> _Excerpted data_
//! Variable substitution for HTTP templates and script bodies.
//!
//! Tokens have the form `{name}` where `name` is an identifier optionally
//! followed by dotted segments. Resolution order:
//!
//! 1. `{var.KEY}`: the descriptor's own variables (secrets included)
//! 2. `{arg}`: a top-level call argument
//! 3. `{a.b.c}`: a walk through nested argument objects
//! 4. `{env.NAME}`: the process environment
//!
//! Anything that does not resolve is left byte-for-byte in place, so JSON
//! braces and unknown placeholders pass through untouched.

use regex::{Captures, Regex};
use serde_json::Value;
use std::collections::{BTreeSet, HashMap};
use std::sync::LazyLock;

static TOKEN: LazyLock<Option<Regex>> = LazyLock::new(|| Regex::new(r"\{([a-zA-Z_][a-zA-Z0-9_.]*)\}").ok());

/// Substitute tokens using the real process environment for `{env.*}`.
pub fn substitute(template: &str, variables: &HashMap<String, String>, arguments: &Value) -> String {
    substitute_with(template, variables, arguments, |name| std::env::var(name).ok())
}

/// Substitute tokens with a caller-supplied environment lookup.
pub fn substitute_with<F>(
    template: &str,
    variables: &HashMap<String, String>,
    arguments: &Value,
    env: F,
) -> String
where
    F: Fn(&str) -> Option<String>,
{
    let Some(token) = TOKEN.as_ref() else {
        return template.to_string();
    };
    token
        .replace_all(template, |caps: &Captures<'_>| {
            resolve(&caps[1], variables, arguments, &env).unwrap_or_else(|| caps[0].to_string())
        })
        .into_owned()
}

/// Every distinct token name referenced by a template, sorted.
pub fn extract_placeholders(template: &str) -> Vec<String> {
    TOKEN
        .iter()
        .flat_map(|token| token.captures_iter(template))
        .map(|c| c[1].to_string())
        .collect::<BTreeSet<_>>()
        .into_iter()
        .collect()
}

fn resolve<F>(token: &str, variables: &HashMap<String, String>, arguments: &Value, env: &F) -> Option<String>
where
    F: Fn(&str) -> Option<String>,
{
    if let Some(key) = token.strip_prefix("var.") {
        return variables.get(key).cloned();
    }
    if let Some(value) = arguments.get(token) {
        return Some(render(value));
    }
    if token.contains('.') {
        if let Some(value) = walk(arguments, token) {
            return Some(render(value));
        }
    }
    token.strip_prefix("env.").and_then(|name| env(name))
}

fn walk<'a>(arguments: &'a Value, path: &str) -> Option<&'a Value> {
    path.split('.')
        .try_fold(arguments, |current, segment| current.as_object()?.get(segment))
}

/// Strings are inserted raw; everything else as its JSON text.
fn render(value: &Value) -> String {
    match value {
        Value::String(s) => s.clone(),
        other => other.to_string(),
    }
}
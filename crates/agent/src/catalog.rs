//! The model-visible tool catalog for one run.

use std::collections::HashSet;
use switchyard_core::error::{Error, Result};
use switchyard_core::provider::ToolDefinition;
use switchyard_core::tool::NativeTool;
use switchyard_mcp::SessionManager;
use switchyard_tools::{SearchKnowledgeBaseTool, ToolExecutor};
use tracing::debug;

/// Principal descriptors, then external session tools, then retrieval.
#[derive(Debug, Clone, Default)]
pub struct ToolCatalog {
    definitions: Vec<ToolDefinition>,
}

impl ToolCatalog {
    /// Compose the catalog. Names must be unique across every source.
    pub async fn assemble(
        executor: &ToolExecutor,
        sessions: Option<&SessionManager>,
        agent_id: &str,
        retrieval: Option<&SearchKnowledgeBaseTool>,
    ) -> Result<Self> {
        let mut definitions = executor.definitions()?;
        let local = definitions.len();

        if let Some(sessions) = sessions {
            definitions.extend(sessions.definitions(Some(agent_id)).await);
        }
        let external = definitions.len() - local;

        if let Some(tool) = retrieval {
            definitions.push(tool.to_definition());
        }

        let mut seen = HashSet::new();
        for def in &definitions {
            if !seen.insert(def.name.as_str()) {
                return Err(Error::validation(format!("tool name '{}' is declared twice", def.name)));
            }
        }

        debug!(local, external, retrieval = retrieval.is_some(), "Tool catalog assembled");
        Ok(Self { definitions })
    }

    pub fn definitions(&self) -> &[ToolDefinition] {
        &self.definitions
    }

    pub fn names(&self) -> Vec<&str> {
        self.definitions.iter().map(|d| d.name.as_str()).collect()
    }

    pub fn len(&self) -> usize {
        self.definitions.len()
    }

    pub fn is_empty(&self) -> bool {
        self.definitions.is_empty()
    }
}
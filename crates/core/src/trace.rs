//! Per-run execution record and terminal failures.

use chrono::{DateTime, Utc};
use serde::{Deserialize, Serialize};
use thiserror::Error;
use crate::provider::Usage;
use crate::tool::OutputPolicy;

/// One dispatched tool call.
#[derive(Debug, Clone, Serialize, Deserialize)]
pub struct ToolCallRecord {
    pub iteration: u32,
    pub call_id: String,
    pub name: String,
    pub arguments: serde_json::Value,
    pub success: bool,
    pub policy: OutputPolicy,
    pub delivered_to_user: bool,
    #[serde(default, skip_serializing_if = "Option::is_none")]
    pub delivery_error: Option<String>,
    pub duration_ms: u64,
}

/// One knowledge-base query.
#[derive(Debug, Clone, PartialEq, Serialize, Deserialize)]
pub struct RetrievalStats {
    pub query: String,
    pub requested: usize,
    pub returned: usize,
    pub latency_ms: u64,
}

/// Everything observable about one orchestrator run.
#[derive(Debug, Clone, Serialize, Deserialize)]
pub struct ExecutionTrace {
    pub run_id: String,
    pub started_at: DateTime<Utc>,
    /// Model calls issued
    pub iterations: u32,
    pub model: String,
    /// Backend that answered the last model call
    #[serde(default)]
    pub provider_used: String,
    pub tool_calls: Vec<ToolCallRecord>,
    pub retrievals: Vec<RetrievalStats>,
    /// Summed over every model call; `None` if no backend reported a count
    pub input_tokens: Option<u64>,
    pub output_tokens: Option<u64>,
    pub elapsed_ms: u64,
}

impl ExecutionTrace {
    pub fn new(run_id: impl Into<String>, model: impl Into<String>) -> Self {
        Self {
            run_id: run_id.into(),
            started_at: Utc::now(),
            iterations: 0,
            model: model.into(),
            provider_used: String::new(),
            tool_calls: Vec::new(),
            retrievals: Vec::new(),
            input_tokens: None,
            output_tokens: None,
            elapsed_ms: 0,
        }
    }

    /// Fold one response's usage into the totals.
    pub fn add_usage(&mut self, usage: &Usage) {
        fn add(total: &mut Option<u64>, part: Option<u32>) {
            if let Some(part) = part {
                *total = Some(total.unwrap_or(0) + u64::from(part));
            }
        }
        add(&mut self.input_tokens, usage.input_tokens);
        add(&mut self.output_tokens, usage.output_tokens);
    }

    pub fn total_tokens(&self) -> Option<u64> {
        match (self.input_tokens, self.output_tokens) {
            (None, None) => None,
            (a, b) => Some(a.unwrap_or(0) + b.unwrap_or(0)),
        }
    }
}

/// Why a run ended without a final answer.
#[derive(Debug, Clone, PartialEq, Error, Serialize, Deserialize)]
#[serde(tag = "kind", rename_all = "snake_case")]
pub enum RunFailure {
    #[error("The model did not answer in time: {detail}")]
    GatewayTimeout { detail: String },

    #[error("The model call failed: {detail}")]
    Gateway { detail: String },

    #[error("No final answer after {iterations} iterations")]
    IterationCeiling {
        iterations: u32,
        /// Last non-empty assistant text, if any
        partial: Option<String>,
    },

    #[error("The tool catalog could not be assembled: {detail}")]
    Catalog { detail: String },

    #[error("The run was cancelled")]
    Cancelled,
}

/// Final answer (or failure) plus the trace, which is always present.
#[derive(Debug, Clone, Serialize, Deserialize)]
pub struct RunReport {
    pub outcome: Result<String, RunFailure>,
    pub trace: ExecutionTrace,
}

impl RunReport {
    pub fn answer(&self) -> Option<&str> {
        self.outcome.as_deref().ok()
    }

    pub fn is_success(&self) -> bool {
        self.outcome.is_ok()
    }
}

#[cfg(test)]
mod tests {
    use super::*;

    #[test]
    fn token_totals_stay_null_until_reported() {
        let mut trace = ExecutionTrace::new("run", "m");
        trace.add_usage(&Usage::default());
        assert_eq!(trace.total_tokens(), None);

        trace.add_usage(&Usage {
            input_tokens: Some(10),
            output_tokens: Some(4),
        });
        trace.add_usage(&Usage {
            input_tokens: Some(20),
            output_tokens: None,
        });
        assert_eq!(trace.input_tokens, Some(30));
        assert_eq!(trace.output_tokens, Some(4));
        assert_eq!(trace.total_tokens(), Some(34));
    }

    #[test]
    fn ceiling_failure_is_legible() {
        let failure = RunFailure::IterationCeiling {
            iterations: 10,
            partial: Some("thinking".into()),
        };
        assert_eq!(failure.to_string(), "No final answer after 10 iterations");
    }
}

> _Exercise_
Could you retype exactly the lines above, starting at the line that contains "pub fn is_success(&self)" and ending at the line that contains "trace.add_usage(&Usage::default());", and nothing more?

> _Written response_
    pub fn is_success(&self) -> bool {
        self.outcome.is_ok()
    }
}

#[cfg(test)]
mod tests {
    use super::*;

    #[test]
    fn token_totals_stay_null_until_reported() {
        let mut trace = ExecutionTrace::new("run", "m");
        trace.add_usage(&Usage::default());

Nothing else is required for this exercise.